The dramatic changes
Late last June, Rosatom’s Public Council arranged a tour of the onshore storage facility in Sayda Bay for members of the press and NGO representatives. Fifty-four reactor compartments from decommissioned nuclear submarines are stored and serviced on the land-based portions of Sayda Bay, while another 32 three-compartment blocks (including the reactor compartments) remain afloat at piers awaiting land-based handling.
Words fail to describe the impression one now gets from Sayda Bay – an area that ten years ago offered nothing to the eye but a handful of decrepit shacks of the former fishing village. One wouldn’t have believed the changes if one didn’t see them for oneself.
What was just wasteland and swamps less than ten years ago has today become the country’s most state-of-the-art facility for storing reactor compartments of Russia’s decommissioned submarines.
The roads – indeed, everything the eye observes – speak of the craftsmanship and orderliness German engineering is renowned for. The onshore storage facility’s director, Vazgen Ambartsumian, proudly showed the visitors the concrete roads that revealed not a single dent, not even an oil stain.
Smoking is strictly forbidden on the territory, and every worker is personally responsible for the area they are in charge with. Discipline, meticulousness, and punctuality are the work requirements set by the German partners.
And as Ambartsumian takes the visitors on a tour of his site, one understands that successful projects such as this are not just born out of German funding and German experience – but the passion of those on site doing their best to make sure, day by day, that the difficult and important goal is being accomplished and what seemed at first like an impossible task is being fulfilled.
Every ten years, a submarine reactor compartment held in storage in Sayda Bay will be transported into the workshop to have its coating renovated and radiation condition inspected. The compartments will remain in storage for 70 years, after which the next generations will have the task of researching further solutions for managing Russia’s nuclear legacy.
“The dosimetrists who inspect the hulls have this task before them – no matter what, they have to find ‘contamination’ on sections of the [reactor compartment] hull. And they practically never succeed at this,” Ambartsumian said. “The quality of treatment of the [reactor compartments] is such that the compartments leave the workshop clean as a whistle, radiation levels are no higher than from the granite that surrounds the site. With the exception of some hulls that had a difficult service record…”

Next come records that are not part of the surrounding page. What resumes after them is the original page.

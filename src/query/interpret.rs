use tracing::debug;

use super::lexicon::{self, Topic};
use super::{Field, Filter, Language, Query, ResponseLanguage, StructuredQuerySpec, Variant};
use crate::error::{NliError, Result};

const MAX_CANDIDATES: usize = 8;
/// People beyond this count are kept as topics but get no candidate of their own.
const MAX_PERSON_VARIANTS: usize = 3;
const MAX_REQUESTED_LIMIT: u32 = 500;
const YEARS: std::ops::RangeInclusive<i32> = 1000..=2100;

#[derive(Default, Debug)]
struct Recognised {
    topics: Vec<String>,
    materials: Vec<&'static str>,
    period: Option<(i32, i32)>,
    years: Vec<i32>,
    languages: Vec<&'static str>,
    subjects: Vec<(&'static str, &'static str)>,
    persons: Vec<&'static str>,
    limit: Option<u32>,
    residual: Vec<String>,
}

impl Recognised {
    fn topic(&mut self, label: String) {
        if !self.topics.contains(&label) {
            self.topics.push(label);
        }
    }

    fn add(&mut self, topic: Topic) {
        match topic {
            Topic::Material(m) => push_unique(&mut self.materials, m),
            Topic::Period { from, to, .. } => {
                if self.period.is_some() {
                    return;
                }
                self.period = Some((from, to));
            }
            Topic::ItemLanguage(code) => push_unique(&mut self.languages, code),
            Topic::Subject { he, en, .. } => push_unique(&mut self.subjects, (he, en)),
            Topic::Person { name, .. } => push_unique(&mut self.persons, name),
        }
        self.topic(topic.label());
    }

    fn add_period(&mut self, label: String, from: i32, to: i32) {
        if self.period.is_none() {
            self.period = Some((from, to));
            self.topic(format!("period:{label}"));
        }
    }
}

fn push_unique<T: PartialEq>(items: &mut Vec<T>, item: T) {
    if !items.contains(&item) {
        items.push(item);
    }
}

/// Turns free text into candidate specs, most confident first.
///
/// Pure: no network access. Fails only when the text is blank.
pub fn interpret(raw_text: &str, hint: Language) -> Result<Query> {
    let text = raw_text.trim();
    if text.is_empty() {
        return Err(NliError::EmptyQuery);
    }

    let language = hint.resolve(text);
    let tokens = lexicon::tokenize(text);
    let mut recognised = recognise(&tokens);

    if recognised.period.is_none()
        && let (Some(&from), Some(&to)) =
            (recognised.years.iter().min(), recognised.years.iter().max())
    {
        let label = if from == to {
            from.to_string()
        } else {
            format!("{from}-{to}")
        };
        recognised.add_period(label, from, to);
    }
    if let Some(limit) = recognised.limit {
        recognised.topic(format!("limit:{limit}"));
    }

    let candidate_specs = build_candidates(text, language, &recognised);
    debug!(
        language = language.code(),
        topics = ?recognised.topics,
        candidates = candidate_specs.len(),
        "query interpreted"
    );

    Ok(Query {
        raw_text: text.to_string(),
        language,
        inferred_topics: recognised.topics,
        candidate_specs,
    })
}

fn recognise(tokens: &[String]) -> Recognised {
    let mut rec = Recognised::default();
    let mut i = 0;
    while i < tokens.len() {
        if let Some((consumed, limit)) = count_request(tokens, i) {
            rec.limit.get_or_insert(limit);
            i += consumed;
            continue;
        }
        if let Some((consumed, century)) = century_at(tokens, i) {
            rec.add_period(
                format!("century-{century}"),
                (century - 1) * 100,
                century * 100 - 1,
            );
            i += consumed;
            continue;
        }
        if let Some((from, to)) = year_range(&tokens[i]) {
            rec.years.push(from);
            rec.years.push(to);
            i += 1;
            continue;
        }
        if let Some((consumed, topic)) = lexicon::longest_match(tokens, i) {
            rec.add(topic);
            i += consumed;
            continue;
        }

        let token = &tokens[i];
        if !lexicon::is_stop_word(token) && !token.chars().all(|c| c.is_ascii_digit()) {
            rec.residual.push(token.clone());
        }
        i += 1;
    }
    rec
}

/// "first 10", "top 5", "10 הראשונים". Requests for the last N are not limits.
fn count_request(tokens: &[String], i: usize) -> Option<(usize, u32)> {
    let next = tokens.get(i + 1)?;
    let n = match tokens[i].as_str() {
        "first" | "top" => parse_count(next)?,
        _ if matches!(next.as_str(), "הראשונים" | "הראשונות" | "ראשונים") => {
            parse_count(&tokens[i])?
        }
        _ => return None,
    };
    Some((2, n))
}

fn parse_count(token: &str) -> Option<u32> {
    let digits = token
        .strip_prefix("ה-")
        .or_else(|| token.strip_prefix('ה'))
        .unwrap_or(token);
    digits
        .parse::<u32>()
        .ok()
        .filter(|n| (1..=MAX_REQUESTED_LIMIT).contains(n))
}

/// "15th century", "15th-century", "המאה ה-15".
fn century_at(tokens: &[String], i: usize) -> Option<(usize, i32)> {
    let token = tokens[i].as_str();
    let next = tokens.get(i + 1).map(String::as_str);

    let (consumed, number) = if let Some(ordinal) = token.strip_suffix("-century") {
        (1, ordinal)
    } else if matches!(next, Some("century" | "centuries")) {
        (2, token)
    } else if token == "המאה" || lexicon::strip_hebrew_prefix(token) == Some("המאה") {
        let next = next?;
        (
            2,
            next.strip_prefix("ה-")
                .or_else(|| next.strip_prefix('ה'))
                .unwrap_or(next),
        )
    } else {
        return None;
    };

    let digits = number.trim_end_matches(|c: char| c.is_ascii_alphabetic());
    let century: i32 = digits.parse().ok()?;
    (1..=21).contains(&century).then_some((consumed, century))
}

/// "1948" or "1900-1950".
fn year_range(token: &str) -> Option<(i32, i32)> {
    let parse = |s: &str| {
        (s.len() == 4)
            .then(|| s.parse::<i32>().ok())
            .flatten()
            .filter(|y| YEARS.contains(y))
    };
    match token.split_once('-') {
        Some((a, b)) => {
            let (a, b) = (parse(a)?, parse(b)?);
            Some((a.min(b), a.max(b)))
        }
        None => parse(token).map(|y| (y, y)),
    }
}

fn build_candidates(
    text: &str,
    language: ResponseLanguage,
    rec: &Recognised,
) -> Vec<StructuredQuerySpec> {
    let mut base = StructuredQuerySpec {
        limit: rec.limit,
        ..Default::default()
    };

    if let Some((from, to)) = rec.period {
        base.fielded_terms
            .insert(Field::DateStart, format!("{from:04}0101"));
        base.fielded_terms
            .insert(Field::DateEnd, format!("{to:04}1231"));
    }
    if let Some(code) = rec.languages.first() {
        base.fielded_terms.insert(Field::Language, code.to_string());
    }
    if let Some(material) = rec.materials.first() {
        base.filters
            .insert(Filter::MaterialType, material.to_string());
    }

    let mut extra_text = rec.residual.clone();
    let mut subjects = rec.subjects.iter().map(|&(he, en)| match language {
        ResponseLanguage::He => he,
        ResponseLanguage::En => en,
    });
    if let Some(first) = subjects.next() {
        base.fielded_terms.insert(Field::Subject, first.to_string());
    }
    extra_text.extend(subjects.map(str::to_string));

    if !extra_text.is_empty() {
        let joined = extra_text.join(" ");
        if base.fielded_terms.is_empty() && rec.persons.is_empty() {
            base.free_text_fallback = Some(joined);
        } else {
            base.fielded_terms.insert(Field::Any, joined);
        }
    }
    if !base.has_query()
        && rec.persons.is_empty()
        && (!base.filters.is_empty() || !base.fielded_terms.is_empty())
    {
        base.free_text_fallback = Some(text.to_string());
    }

    let persons = &rec.persons[..rec.persons.len().min(MAX_PERSON_VARIANTS)];
    let mut candidates = Vec::new();

    if persons.is_empty() {
        candidates.push(base.clone());
    } else {
        for name in persons {
            candidates.push(base.clone().with_term(Field::Creator, *name));
        }
    }

    if let Some(primary) = candidates.first().cloned() {
        for material in rec.materials.iter().skip(1) {
            let mut alternate = primary.clone().with_filter(Filter::MaterialType, *material);
            alternate.variant = Variant::AlternateMaterial;
            candidates.push(alternate);
        }
    }

    for name in persons {
        let mut about = base.clone();
        about.variant = Variant::PersonAsSubject;
        if let Some(previous) = about.fielded_terms.insert(Field::Subject, name.to_string()) {
            let any = match about.fielded_terms.remove(&Field::Any) {
                Some(existing) => format!("{previous} {existing}"),
                None => previous,
            };
            about.fielded_terms.insert(Field::Any, any);
        }
        candidates.push(about);
    }

    let mut loose = StructuredQuerySpec::free_text(text);
    loose.limit = rec.limit;
    candidates.push(loose);

    let mut ranked: Vec<StructuredQuerySpec> = Vec::new();
    for candidate in candidates {
        if candidate.has_query() && !ranked.iter().any(|c| c.same_search(&candidate)) {
            ranked.push(candidate);
        }
    }
    ranked.truncate(MAX_CANDIDATES);
    ranked
}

It seems unbelievable that such a modern facility would be built in the harsh Arctic conditions in such a short time. In 1995, when Bellona first started pressing for solutions to the nuclear and radiation challenges that had built up in Russia’s north, we dared not even dream of such sweeping changes. At the time, the goal was to secure a minimal level of radiation and nuclear safety to keep these risks at bay. Today, one can state freely that as far as handling the decommissioned submarines’ reactors goes, the improvements achieved surpass Bellona’s wildest expectations.
Not much is left to do in the Russian part of the Barents Sea, where grave nuclear and radiation hazards accumulated over the Cold War years – problems that were then left unattended in the subsequent years as Russia struggled through its transition from a Soviet state into a new democracy. What remains on this to-do list is safeguarding the naval radioactive waste and spent nuclear fuel storage facilities in Andreyeva Bay and Gremikha; and scrapping the nuclear maintenance vessel Lepse – the world’s most dangerous floating radiation hazard, which, after many years of refueling Russia’s nuclear fleet and hauling the vessels’ waste, and then decades of moorage at the port of Murmansk, was, thankfully, finally towed to the shipyard Nerpa last September, but found itself “stuck” there waiting for the single dismantlement spot to free up. When these tasks are accomplished, remediation efforts in the Barents region can be said to have succeeded at last.